→ **Task directions**: From the entries that follow, copy exactly the lines beginning at the line holding "filled copy per" and continuing through the line holding "serial across runs".

Records from a data source:

○ ○ ○ ○ ○ ○ ○

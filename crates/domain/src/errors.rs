//! Error types used throughout the outbox

use serde::{Deserialize, Serialize};
use thiserror::Error;

/// Main error type for driftq operations
#[derive(Error, Debug, Serialize, Deserialize)]
#[serde(tag = "type", content = "message")]
pub enum OutboxError {
    #[error("Storage error: {0}")]
    Storage(String),

    #[error("Serialization error: {0}")]
    Serialization(String),

    #[error("Deserialize failed: {0}")]
    DeserializeFailed(String),

    #[error("Unknown collection: {0}")]
    UnknownCollection(String),

    #[error("Unsupported envelope version: {0}")]
    UnsupportedVersion(u32),

    #[error("Not found: {0}")]
    NotFound(String),

    #[error("Leader election error: {0}")]
    LeaderElection(String),

    #[error("Configuration error: {0}")]
    Config(String),

    #[error("Invalid transaction: {0}")]
    InvalidTransaction(String),

    #[error("Internal error: {0}")]
    Internal(String),
}

impl OutboxError {
    /// Deserialize-path failures are recoverable: the caller logs and skips
    /// the offending envelope instead of aborting the enumeration.
    pub fn is_recoverable(&self) -> bool {
        matches!(
            self,
            Self::DeserializeFailed(_) | Self::UnknownCollection(_) | Self::UnsupportedVersion(_)
        )
    }
}

/// Result type alias for driftq operations
pub type Result<T> = std::result::Result<T, OutboxError>;

/// Error surface of a caller-supplied mutation function.
///
/// The executor only distinguishes two outcomes: `NonRetriable` failures are
/// final and settle the waiter immediately; everything else goes through the
/// retry policy. `UnknownFunction` is raised by the executor itself when the
/// transaction names a function missing from the registry and is treated as
/// non-retriable.
#[derive(Error, Debug, Clone, PartialEq, Eq, Serialize, Deserialize)]
#[serde(tag = "kind", content = "message")]
pub enum MutationError {
    #[error("Non-retriable mutation failure: {0}")]
    NonRetriable(String),

    #[error("Transient mutation failure: {0}")]
    Transient(String),

    #[error("Unknown mutation function: {0}")]
    UnknownFunction(String),
}

impl MutationError {
    /// Whether the retry policy may schedule another attempt for this error.
    pub fn is_retriable(&self) -> bool {
        matches!(self, Self::Transient(_))
    }

    /// Stable error name recorded in `Transaction::last_error`.
    pub fn name(&self) -> &'static str {
        match self {
            Self::NonRetriable(_) => "NonRetriable",
            Self::Transient(_) => "Transient",
            Self::UnknownFunction(_) => "UnknownMutationFn",
        }
    }

    /// Human-readable failure detail.
    pub fn message(&self) -> &str {
        match self {
            Self::NonRetriable(msg) | Self::Transient(msg) | Self::UnknownFunction(msg) => msg,
        }
    }
}

/// Snapshot of the last failure, persisted with the transaction envelope.
#[derive(Debug, Clone, PartialEq, Eq, Serialize, Deserialize)]
pub struct ErrorInfo {
    pub name: String,
    pub message: String,
    #[serde(skip_serializing_if = "Option::is_none")]
    pub stack: Option<String>,
}

impl From<&MutationError> for ErrorInfo {
    fn from(err: &MutationError) -> Self {
        Self { name: err.name().to_string(), message: err.message().to_string(), stack: None }
    }
}
//! In-memory storage fallback
//!
//! Non-durable [`StorageAdapter`] used when the caller supplies no storage
//! override, and as the shared-storage stand-in in tests. Durable adapters
//! live in `driftq-infra`.

use std::collections::HashMap;

use async_trait::async_trait;
use driftq_domain::Result;
use parking_lot::Mutex;

use crate::ports::StorageAdapter;

/// `HashMap`-backed storage adapter. Cloning is not supported; share it via
/// `Arc` so sibling coordinators in tests observe the same entries.
#[derive(Debug, Default)]
pub struct MemoryStorageAdapter {
    entries: Mutex<HashMap<String, String>>,
}

impl MemoryStorageAdapter {
    /// Create an empty adapter
    pub fn new() -> Self {
        Self::default()
    }

    /// Number of stored entries
    pub fn len(&self) -> usize {
        self.entries.lock().len()
    }

    /// Whether the store is empty
    pub fn is_empty(&self) -> bool {
        self.entries.lock().is_empty()
    }
}

#[async_trait]
impl StorageAdapter for MemoryStorageAdapter {
    async fn get(&self, key: &str) -> Result<Option<String>> {
        Ok(self.entries.lock().get(key).cloned())
    }

    async fn set(&self, key: &str, value: &str) -> Result<()> {
        self.entries.lock().insert(key.to_string(), value.to_string());
        Ok(())
    }

    async fn delete(&self, key: &str) -> Result<()> {
        self.entries.lock().remove(key);
        Ok(())
    }

    async fn keys(&self) -> Result<Vec<String>> {
        Ok(self.entries.lock().keys().cloned().collect())
    }

    async fn clear(&self) -> Result<()> {
        self.entries.lock().clear();
        Ok(())
    }
}

#[cfg(test)]
mod tests {
    //! Unit tests for the in-memory adapter.
    use super::*;

    /// Validates basic CRUD behavior of the memory adapter.
    ///
    /// Assertions:
    /// - Confirms set/get round-trips values.
    /// - Confirms delete removes entries and absent keys read as `None`.
    #[tokio::test]
    async fn test_memory_adapter_crud() {
        let storage = MemoryStorageAdapter::new();

        storage.set("tx:1", "{}").await.expect("set succeeds");
        assert_eq!(storage.get("tx:1").await.expect("get succeeds"), Some("{}".to_string()));

        storage.delete("tx:1").await.expect("delete succeeds");
        assert_eq!(storage.get("tx:1").await.expect("get succeeds"), None);
    }

    /// Validates `keys` and `clear` behavior.
    ///
    /// Assertions:
    /// - Confirms `keys` enumerates every stored key.
    /// - Confirms `clear` empties the store.
    #[tokio::test]
    async fn test_memory_adapter_keys_and_clear() {
        let storage = MemoryStorageAdapter::new();
        storage.set("tx:1", "a").await.expect("set succeeds");
        storage.set("meta:x", "b").await.expect("set succeeds");

        let mut keys = storage.keys().await.expect("keys succeeds");
        keys.sort();
        assert_eq!(keys, vec!["meta:x".to_string(), "tx:1".to_string()]);

        storage.clear().await.expect("clear succeeds");
        assert!(storage.is_empty());
    }
}
//! Envelope serializer
//!
//! Translates between the in-memory [`Transaction`] and the storable JSON
//! envelope, re-attaching live collection references on load. Deserialization
//! failures are recoverable by design: `Outbox::get_all` logs and skips the
//! offending entry instead of aborting the enumeration.

use std::sync::Arc;

use driftq_domain::constants::ENVELOPE_VERSION;
use driftq_domain::{
    CollectionRegistry, Mutation, MutationRecord, OutboxError, Result, Transaction,
    TransactionEnvelope,
};

/// Serialize a transaction into its UTF-8 JSON envelope.
pub fn serialize(tx: &Transaction) -> Result<String> {
    let envelope = TransactionEnvelope::from(tx);
    serde_json::to_string(&envelope).map_err(|e| OutboxError::Serialization(e.to_string()))
}

/// Parse a stored envelope and rehydrate it into a live transaction.
///
/// Fails with a recoverable error when the JSON is malformed, the envelope
/// version is unknown, or a `collection_id` no longer resolves against the
/// registry.
pub fn deserialize(blob: &str, collections: &CollectionRegistry) -> Result<Transaction> {
    let envelope: TransactionEnvelope =
        serde_json::from_str(blob).map_err(|e| OutboxError::DeserializeFailed(e.to_string()))?;

    if envelope.version != ENVELOPE_VERSION {
        return Err(OutboxError::UnsupportedVersion(envelope.version));
    }

    let mut mutations = Vec::with_capacity(envelope.mutations.len());
    for record in &envelope.mutations {
        let collection = collections
            .get(&record.collection_id)
            .ok_or_else(|| OutboxError::UnknownCollection(record.collection_id.clone()))?;
        mutations.push(rehydrate(record, collection));
    }

    let mut tx = Transaction::new(
        envelope.id,
        envelope.mutation_fn_name,
        mutations,
        envelope.idempotency_key,
        envelope.created_at,
        envelope.metadata,
    );
    tx.retry_count = envelope.retry_count;
    tx.next_attempt_at = envelope.next_attempt_at;
    tx.last_error = envelope.last_error;

    Ok(tx)
}

fn rehydrate(record: &MutationRecord, collection: Arc<dyn driftq_domain::Collection>) -> Mutation {
    Mutation {
        global_key: record.global_key.clone(),
        kind: record.kind,
        modified: record.modified.clone(),
        original: record.original.clone(),
        collection_id: record.collection_id.clone(),
        collection,
    }
}
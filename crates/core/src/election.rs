//! Null leader election fallback
//!
//! When no real election primitive is available the core degrades to
//! single-instance mode: this implementation grants leadership to whoever
//! asks and never revokes it.

use std::collections::HashMap;
use std::sync::atomic::{AtomicBool, AtomicU64, Ordering as AtomicOrdering};

use async_trait::async_trait;
use driftq_domain::Result;
use parking_lot::Mutex;
use tracing::debug;

use crate::ports::{LeaderElection, LeadershipCallback, SubscriptionId};

/// Always-leader election used when the caller supplies no primitive.
#[derive(Default)]
pub struct NullLeaderElection {
    leader: AtomicBool,
    next_subscription: AtomicU64,
    listeners: Mutex<HashMap<u64, LeadershipCallback>>,
}

impl NullLeaderElection {
    /// Create a new null election
    pub fn new() -> Self {
        Self::default()
    }

    fn notify(&self, is_leader: bool) {
        let listeners: Vec<LeadershipCallback> = self.listeners.lock().values().cloned().collect();
        for listener in listeners {
            listener(is_leader);
        }
    }
}

#[async_trait]
impl LeaderElection for NullLeaderElection {
    // Grants are returned to the requester directly; change callbacks are
    // reserved for transitions the requester did not initiate (handover,
    // revocation), which a null election never produces.
    async fn request_leadership(&self) -> Result<bool> {
        let was_leader = self.leader.swap(true, AtomicOrdering::SeqCst);
        if !was_leader {
            debug!("null election granted leadership");
        }
        Ok(true)
    }

    async fn release_leadership(&self) -> Result<()> {
        let was_leader = self.leader.swap(false, AtomicOrdering::SeqCst);
        if was_leader {
            self.notify(false);
        }
        Ok(())
    }

    fn is_leader(&self) -> bool {
        self.leader.load(AtomicOrdering::SeqCst)
    }

    fn on_leadership_change(&self, callback: LeadershipCallback) -> SubscriptionId {
        let id = self.next_subscription.fetch_add(1, AtomicOrdering::Relaxed);
        self.listeners.lock().insert(id, callback);
        SubscriptionId(id)
    }

    fn unsubscribe(&self, id: SubscriptionId) {
        self.listeners.lock().remove(&id.0);
    }

    fn dispose(&self) {
        self.listeners.lock().clear();
    }
}
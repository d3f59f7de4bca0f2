//! Wall-clock abstraction for testability
//!
//! Retry eligibility and backoff arithmetic are all wall-clock driven
//! (`next_attempt_at` is persisted as epoch milliseconds), so the executor
//! takes its notion of "now" from a [`Clock`] rather than calling the system
//! clock directly. Tests drive a [`MockClock`] to step through retry windows
//! without waiting.

use std::sync::{Arc, Mutex};
use std::time::Duration;

use chrono::Utc;

/// Source of wall-clock time, epoch milliseconds.
pub trait Clock: Send + Sync {
    /// Current wall-clock time as milliseconds since the UNIX epoch
    fn epoch_ms(&self) -> i64;
}

/// Real system clock implementation. Use this in production code.
#[derive(Debug, Clone, Copy, Default)]
pub struct SystemClock;

impl Clock for SystemClock {
    fn epoch_ms(&self) -> i64 {
        Utc::now().timestamp_millis()
    }
}

/// Mock clock for deterministic testing
///
/// Starts at a fixed base instant and only moves when advanced manually, so
/// retry windows can be crossed without real time passing. Clones share the
/// same elapsed time.
#[derive(Debug, Clone)]
pub struct MockClock {
    base_ms: i64,
    elapsed: Arc<Mutex<Duration>>,
}

impl MockClock {
    /// Create a mock clock anchored at the current real time
    pub fn new() -> Self {
        Self::at(Utc::now().timestamp_millis())
    }

    /// Create a mock clock anchored at a specific epoch-ms instant
    pub fn at(base_ms: i64) -> Self {
        Self { base_ms, elapsed: Arc::new(Mutex::new(Duration::ZERO)) }
    }

    /// Advance the mock clock by a duration
    pub fn advance(&self, duration: Duration) {
        // Test utility: panic on poisoned mutex to fail tests early
        let mut elapsed = self.elapsed.lock().expect("mutex poisoned");
        *elapsed += duration;
    }

    /// Set the elapsed time to an absolute value
    pub fn set_elapsed(&self, duration: Duration) {
        // Test utility: panic on poisoned mutex to fail tests early
        let mut elapsed = self.elapsed.lock().expect("mutex poisoned");
        *elapsed = duration;
    }

    /// How much simulated time has passed since creation
    #[must_use]
    pub fn elapsed(&self) -> Duration {
        // Test utility: panic on poisoned mutex to fail tests early
        *self.elapsed.lock().expect("mutex poisoned")
    }
}

impl Default for MockClock {
    fn default() -> Self {
        Self::new()
    }
}

impl Clock for MockClock {
    fn epoch_ms(&self) -> i64 {
        let elapsed = *self.elapsed.lock().expect("mutex poisoned");
        self.base_ms + elapsed.as_millis() as i64
    }
}

#[cfg(test)]
mod tests {
    //! Unit tests for the clock abstraction.
    use super::*;

    /// Validates the system clock scenario.
    ///
    /// Assertions:
    /// - Ensures successive readings never go backwards.
    #[test]
    fn test_system_clock_monotone_enough() {
        let clock = SystemClock;
        let a = clock.epoch_ms();
        let b = clock.epoch_ms();
        assert!(b >= a);
    }

    /// Validates `MockClock::at` behavior for the advance scenario.
    ///
    /// Assertions:
    /// - Confirms the anchored base is reported before advancing.
    /// - Confirms `advance` moves the reading by exactly that amount.
    #[test]
    fn test_mock_clock_advance() {
        let clock = MockClock::at(1_000);
        assert_eq!(clock.epoch_ms(), 1_000);

        clock.advance(Duration::from_millis(250));
        assert_eq!(clock.epoch_ms(), 1_250);
    }

    /// Validates `MockClock::clone` behavior for the shared elapsed scenario.
    ///
    /// Assertions:
    /// - Confirms clones observe advances made through either handle.
    #[test]
    fn test_mock_clock_clone_shares_elapsed() {
        let clock1 = MockClock::at(0);
        let clock2 = clock1.clone();

        clock1.advance(Duration::from_secs(5));
        assert_eq!(clock2.epoch_ms(), 5_000);

        clock2.advance(Duration::from_secs(1));
        assert_eq!(clock1.epoch_ms(), 6_000);
    }

    /// Validates `MockClock::set_elapsed` behavior for the absolute rewind
    /// scenario.
    ///
    /// Assertions:
    /// - Confirms `set_elapsed` replaces any previous elapsed time.
    #[test]
    fn test_mock_clock_set_elapsed() {
        let clock = MockClock::at(0);
        clock.advance(Duration::from_secs(30));

        clock.set_elapsed(Duration::from_secs(10));
        assert_eq!(clock.elapsed(), Duration::from_secs(10));
        assert_eq!(clock.epoch_ms(), 10_000);
    }
}
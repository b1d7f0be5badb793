//! # sheetstamp
//!
//! Fill spreadsheet templates from a JSON configuration and stamp out
//! serially numbered copies.
//!
//! A [`Configuration`] maps categories to templates; each template names an
//! `.xlsx` file and an ordered list of label cell → destination cell
//! mappings. A front end lists a template's [`Field`]s, collects values for
//! them and hands them to [`generate`], which writes one filled copy per
//! requested document with `{base}-{n}` in the serial field.
//!
//! ## Features
//!
//! - Template files are copied byte for byte; only the written cells change
//! - Labels are read best-effort, falling back to the label reference
//! - Serial counters persist per base serial across runs
//! - Cell-level problems are reported as warnings, never abort a document
//!
//! ## Example
//!
//! ```rust,no_run
//! use sheetstamp::prelude::*;
//!
//! let config_path = std::path::Path::new("config.json");
//! let mut config = Configuration::load(config_path).unwrap();
//!
//! let spec = config.template("Invoices", "Standard").unwrap();
//! for field in template_fields(spec).unwrap() {
//!     println!("{} -> {}", field.label, field.coordinate);
//! }
//!
//! let request = BatchRequest::new("Invoices", "Standard", "out")
//!     .with_input("B2", "Acme")
//!     .with_input("B3", "INV")
//!     .with_quantity(3);
//! let outcome = generate_and_save(&mut config, config_path, &request).unwrap();
//! println!("{:?}", outcome.files);
//! ```

pub mod batch;
pub mod config;
pub mod error;
pub mod fields;
pub mod materialize;
pub mod naming;
pub mod prelude;
pub mod resolver;

pub use batch::{fill_document, generate, generate_and_save, parse_quantity, BatchOutcome, BatchRequest};
pub use config::{Configuration, MappingTarget, SerialCounters, TemplateSpec};
pub use error::{Error, Result};
pub use fields::{template_fields, Field};
pub use materialize::{materialize, CellWarning, Materialized, UserInputs};
pub use naming::{serial_file_name, timestamped_file_name};

pub use sheetstamp_xlsx::{CellReference, TemplateWorkbook, XlsxError};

○ ○ ○ ○ ○ ○ ○

→ **Answer space**:
//! them and hands them to [`generate`], which writes one filled copy per
//! requested document with `{base}-{n}` in the serial field.
//!
//! ## Features
//!
//! - Template files are copied byte for byte; only the written cells change
//! - Labels are read best-effort, falling back to the label reference
//! - Serial counters persist per base serial across runs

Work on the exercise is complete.